During the 1860s rival companies formed to build a bridge spanning the Mississippi River, between East St. Louis and St. Louis. With one company formed on the Missouri side and the other in Illinois the rivalry dealt with more than the type of bridge to be built. State pride, the potential for local profit, and competing interests between ferry operators and rail transportation, fueled the competition.

Realizing that someone would probably build a bridge, the Wiggin's Ferry Company, the owner of much of the East St. Louis waterfront and the largest ferry-boat operator, backed the Illinois company and its plan for a bridge that would be high enough to allow ferries to pass beneath it. Also joining the Illinois company was the city of East St. Louis and the Northern Line Packet Company, a conglomerate of steamboat, railroad, and merchant interests. The river cities of Venice and Brooklyn, both near East St. Louis, also joined.
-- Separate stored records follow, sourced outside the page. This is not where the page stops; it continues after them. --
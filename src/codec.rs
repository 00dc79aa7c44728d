//! Primitive wire encoding shared by the debuggee agent and the host.
//!
//! Two framings are built on top of the same primitive reader/writer:
//! length-prefixed frames (debuggee -> host, decoded by [`crate::protocol`])
//! and raw frames (host -> debuggee, decoded by [`crate::dispatcher`]). See
//! the module docs on each for which one applies.
//!
//! Integer endianness follows the resolution recorded in `DESIGN.md`: the
//! outer frame-length prefix, string lengths, and the object "expandable"
//! flag are big-endian `uint32`; everything else (thread ids, breakpoint
//! ids, line numbers) is native-endian, mirroring the original's mixed
//! `struct` usage.

use std::convert::TryInto;
use std::io::{self, Read, Write};

use crate::Error;

/// A 4-byte ASCII command or event tag, e.g. `b"BRKH"`.
pub type Tag = [u8; 4];

/// Reads primitive payload fields off of an already-framed byte source.
pub struct Reader<R> {
    input: R,
}

impl<R: Read> Reader<R> {
    pub fn new(input: R) -> Self {
        Reader { input }
    }

    fn read_exact_n(&mut self, n: usize) -> Result<Vec<u8>, Error> {
        let mut buf = vec![0u8; n];
        self.input.read_exact(&mut buf)?;
        Ok(buf)
    }

    /// Reads a 4-byte ASCII tag (command or event name).
    pub fn read_tag(&mut self) -> Result<Tag, Error> {
        let mut tag = [0u8; 4];
        self.input.read_exact(&mut tag)?;
        Ok(tag)
    }

    /// Native-endian `i32`, used for thread ids, breakpoint ids, line
    /// numbers, and other payload integers.
    pub fn read_i32(&mut self) -> Result<i32, Error> {
        let mut buf = [0u8; 4];
        self.input.read_exact(&mut buf)?;
        Ok(i32::from_ne_bytes(buf))
    }

    /// Big-endian `u32`, used for the frame length prefix, string lengths,
    /// and the object "expandable" flag.
    pub fn read_u32_be(&mut self) -> Result<u32, Error> {
        let mut buf = [0u8; 4];
        self.input.read_exact(&mut buf)?;
        Ok(u32::from_be_bytes(buf))
    }

    /// Native-endian `i64`, used for thread ids.
    pub fn read_i64(&mut self) -> Result<i64, Error> {
        let mut buf = [0u8; 8];
        self.input.read_exact(&mut buf)?;
        Ok(i64::from_ne_bytes(buf))
    }

    pub fn read_bool32(&mut self) -> Result<bool, Error> {
        Ok(self.read_u32_be()? != 0)
    }

    /// Reads a fixed-size raw byte array, e.g. the 128-bit correlation id.
    pub fn read_bytes<const N: usize>(&mut self) -> Result<[u8; N], Error> {
        let mut buf = [0u8; N];
        self.input.read_exact(&mut buf)?;
        Ok(buf)
    }

    /// `N`/`A`/`U` prefix byte followed by a big-endian length and that many
    /// bytes. `N` means the field is absent.
    pub fn read_string(&mut self) -> Result<Option<String>, Error> {
        let mut prefix = [0u8; 1];
        self.input.read_exact(&mut prefix)?;
        match prefix[0] {
            b'N' => Ok(None),
            b'A' | b'U' => {
                let len = self.read_u32_be()? as usize;
                let bytes = self.read_exact_n(len)?;
                let s = String::from_utf8(bytes).map_err(|_| Error::BadMessage)?;
                Ok(Some(s))
            }
            _ => Err(Error::BadMessage),
        }
    }

    /// A required string field; `N` is treated as a decode error.
    pub fn read_required_string(&mut self) -> Result<String, Error> {
        self.read_string()?.ok_or(Error::BadMessage)
    }

    /// repr, hex-repr, type-name, expandable.
    pub fn read_object(&mut self) -> Result<ObjectSnapshot, Error> {
        let repr = self.read_required_string()?;
        let hex_repr = self.read_string()?;
        let type_name = self.read_required_string()?;
        let expandable = self.read_bool32()?;
        Ok(ObjectSnapshot {
            repr,
            hex_repr,
            type_name,
            expandable,
        })
    }

    pub fn into_inner(self) -> R {
        self.input
    }
}

/// The wire shape of `object`: printable repr, optional hex repr, type name,
/// expandable flag. Mirrors [`crate::model::EvaluationResult`] one-to-one,
/// but lives in `codec` because it is a primitive payload type, not a
/// host-side stateful object.
#[derive(Debug, Clone, PartialEq, Eq)]
pub struct ObjectSnapshot {
    pub repr: String,
    pub hex_repr: Option<String>,
    pub type_name: String,
    pub expandable: bool,
}

/// Accumulates an outgoing frame's bytes so the whole thing can be written
/// under a single lock acquisition, keeping each frame contiguous on the
/// wire even when multiple threads write concurrently (see
/// `crate::dispatcher`'s send-lock).
#[derive(Default)]
pub struct Writer {
    buf: Vec<u8>,
}

impl Writer {
    pub fn new() -> Self {
        Writer { buf: Vec::new() }
    }

    pub fn write_tag(&mut self, tag: &Tag) -> &mut Self {
        self.buf.extend_from_slice(tag);
        self
    }

    pub fn write_i32(&mut self, v: i32) -> &mut Self {
        self.buf.extend_from_slice(&v.to_ne_bytes());
        self
    }

    pub fn write_u32_be(&mut self, v: u32) -> &mut Self {
        self.buf.extend_from_slice(&v.to_be_bytes());
        self
    }

    pub fn write_i64(&mut self, v: i64) -> &mut Self {
        self.buf.extend_from_slice(&v.to_ne_bytes());
        self
    }

    pub fn write_bool32(&mut self, v: bool) -> &mut Self {
        self.write_u32_be(if v { 1 } else { 0 })
    }

    /// Writes a fixed-size raw byte array, e.g. the 128-bit correlation id.
    pub fn write_bytes(&mut self, bytes: &[u8]) -> &mut Self {
        self.buf.extend_from_slice(bytes);
        self
    }

    pub fn write_string(&mut self, s: Option<&str>) -> &mut Self {
        match s {
            None => {
                self.buf.push(b'N');
            }
            Some(s) => {
                let is_ascii = s.is_ascii();
                self.buf.push(if is_ascii { b'A' } else { b'U' });
                self.write_u32_be(s.len() as u32);
                self.buf.extend_from_slice(s.as_bytes());
            }
        }
        self
    }

    pub fn write_object(&mut self, obj: &ObjectSnapshot) -> &mut Self {
        self.write_string(Some(obj.repr.as_str()));
        self.write_string(obj.hex_repr.as_deref());
        self.write_string(Some(obj.type_name.as_str()));
        self.write_bool32(obj.expandable);
        self
    }

    /// Writes this frame's accumulated bytes to `out` as a *length-prefixed*
    /// frame: a big-endian `u32` covering the tag+payload, then the bytes
    /// themselves. Used for debuggee -> host event frames.
    pub fn send_length_prefixed<W: Write>(&self, out: &mut W) -> io::Result<()> {
        out.write_all(&(self.buf.len() as u32).to_be_bytes())?;
        out.write_all(&self.buf)
    }

    /// Writes this frame's accumulated bytes to `out` as a *raw* frame: no
    /// outer length, just the tag and fields. Used for host -> debuggee
    /// command frames.
    pub fn send_raw<W: Write>(&self, out: &mut W) -> io::Result<()> {
        out.write_all(&self.buf)
    }
}

/// Reads one length-prefixed frame (tag + payload) off `input` and hands
/// back a [`Reader`] positioned at the start of the payload, along with the
/// tag. Used on the host side to decode debuggee-sent event frames.
pub fn read_length_prefixed_frame<R: Read>(
    input: &mut R,
) -> Result<(Tag, Reader<io::Cursor<Vec<u8>>>), Error> {
    let mut size_buf = [0u8; 4];
    input.read_exact(&mut size_buf)?;
    let size = u32::from_be_bytes(size_buf) as usize;
    if size < 4 {
        return Err(Error::Truncated {
            expected: 4,
            got: size,
        });
    }

    let mut body = vec![0u8; size];
    input.read_exact(&mut body)?;

    let tag: Tag = body[0..4].try_into().map_err(|_| Error::BadMessage)?;
    let payload = body[4..].to_vec();
    Ok((tag, Reader::new(io::Cursor::new(payload))))
}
The construction rights would have to come from federal legislation. During a brief, but volatile period, the rival companies competed for the right to build the bridge. Eads advocated a plan in Washington that would build the bridge too low for ferries. However the Illinois company, supported by ferry operators, won the right to construct a bridge within a twenty-five year period. With this victory the company could charge St. Louis businesses tolls and limit the city's commerce, or they could charge the Wiggin's Ferry Company a high price for the rights to building a bridge, and the ferry operator could delay a bridge for twenty-five years. The St. Louis and Illinois Company was not finished fighting and they generated another public battle over building the bridge. The controversy went back to federal legislators. However, before any action was taken James Eads, the chief engineer for the St. Louis and Illinois Company, worked out a compromise and the two rival companies merged in 1867.